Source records

☆ ☆ ☆

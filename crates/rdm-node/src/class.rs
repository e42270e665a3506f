//! # Node Classes
//!
//! A [`NodeClass`] is the runtime description of a tagged node type: its
//! name, its tag, which of the three node shapes it has, and its
//! documentation. Classes are data; node instances carry an
//! `Arc<NodeClass>` fixed at construction.

use rdm_core::TagUri;
use rdm_schema::TagDefinition;

/// Primitive carried by a scalar node.
#[derive(Debug, Clone, Copy, PartialEq, Eq, Hash)]
pub enum ScalarBase {
    /// A string.
    Str,
    /// An astronomical time.
    Time,
}

/// Shape of the nodes a class produces.
#[derive(Debug, Clone, Copy, PartialEq, Eq, Hash)]
pub enum NodeKind {
    /// Mapping with schema-validated attributes.
    Object,
    /// Sequence.
    List,
    /// Single primitive value.
    Scalar(ScalarBase),
}

impl NodeKind {
    /// Short name used in logs and errors.
    pub fn as_str(&self) -> &'static str {
        match self {
            NodeKind::Object => "object",
            NodeKind::List => "list",
            NodeKind::Scalar(ScalarBase::Str) => "scalar",
            NodeKind::Scalar(ScalarBase::Time) => "time scalar",
        }
    }
}

/// A tagged node type.
#[derive(Debug, Clone, PartialEq, Eq)]
pub struct NodeClass {
    name: String,
    tag: TagUri,
    kind: NodeKind,
    schema_uri: Option<String>,
    doc: String,
    handwritten: bool,
}

impl NodeClass {
    /// A class defined in code rather than synthesized from the manifest.
    pub fn handwritten(name: impl Into<String>, tag: TagUri, kind: NodeKind) -> Self {
        Self {
            name: name.into(),
            tag,
            kind,
            schema_uri: None,
            doc: String::new(),
            handwritten: true,
        }
    }

    /// Synthesize the class for a manifest entry.
    ///
    /// Entries whose schema identifier contains `tagged_scalar` become
    /// string scalars; everything else becomes an object.
    pub fn from_definition(definition: &TagDefinition) -> Self {
        let kind = if definition.is_tagged_scalar() {
            NodeKind::Scalar(ScalarBase::Str)
        } else {
            NodeKind::Object
        };
        Self {
            name: definition.tag_uri.class_name(),
            tag: definition.tag_uri.clone(),
            kind,
            schema_uri: Some(definition.schema_uri.clone()),
            doc: definition.docstring(),
            handwritten: false,
        }
    }

    /// Take schema identifier and documentation from a manifest entry.
    pub fn document(&mut self, definition: &TagDefinition) {
        self.schema_uri = Some(definition.schema_uri.clone());
        self.doc = definition.docstring();
    }

    pub fn name(&self) -> &str {
        &self.name
    }

    pub fn tag(&self) -> &TagUri {
        &self.tag
    }

    pub fn kind(&self) -> NodeKind {
        self.kind
    }

    /// Identifier of the schema nodes of this class satisfy, once known
    /// from the manifest.
    pub fn schema_uri(&self) -> Option<&str> {
        self.schema_uri.as_deref()
    }

    pub fn doc(&self) -> &str {
        &self.doc
    }

    pub fn is_handwritten(&self) -> bool {
        self.handwritten
    }

    /// Key under which scalar values are auto-promoted to this class.
    pub fn scalar_key(&self) -> &str {
        self.tag.scalar_key()
    }
}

☆ ☆ ☆

> [GOAL OF THE EXERCISE]: Wherever the string "type" occurs in the records above, copy that line.

> [SOLUTION]:
//! A [`NodeClass`] is the runtime description of a tagged node type: its
/// A tagged node type.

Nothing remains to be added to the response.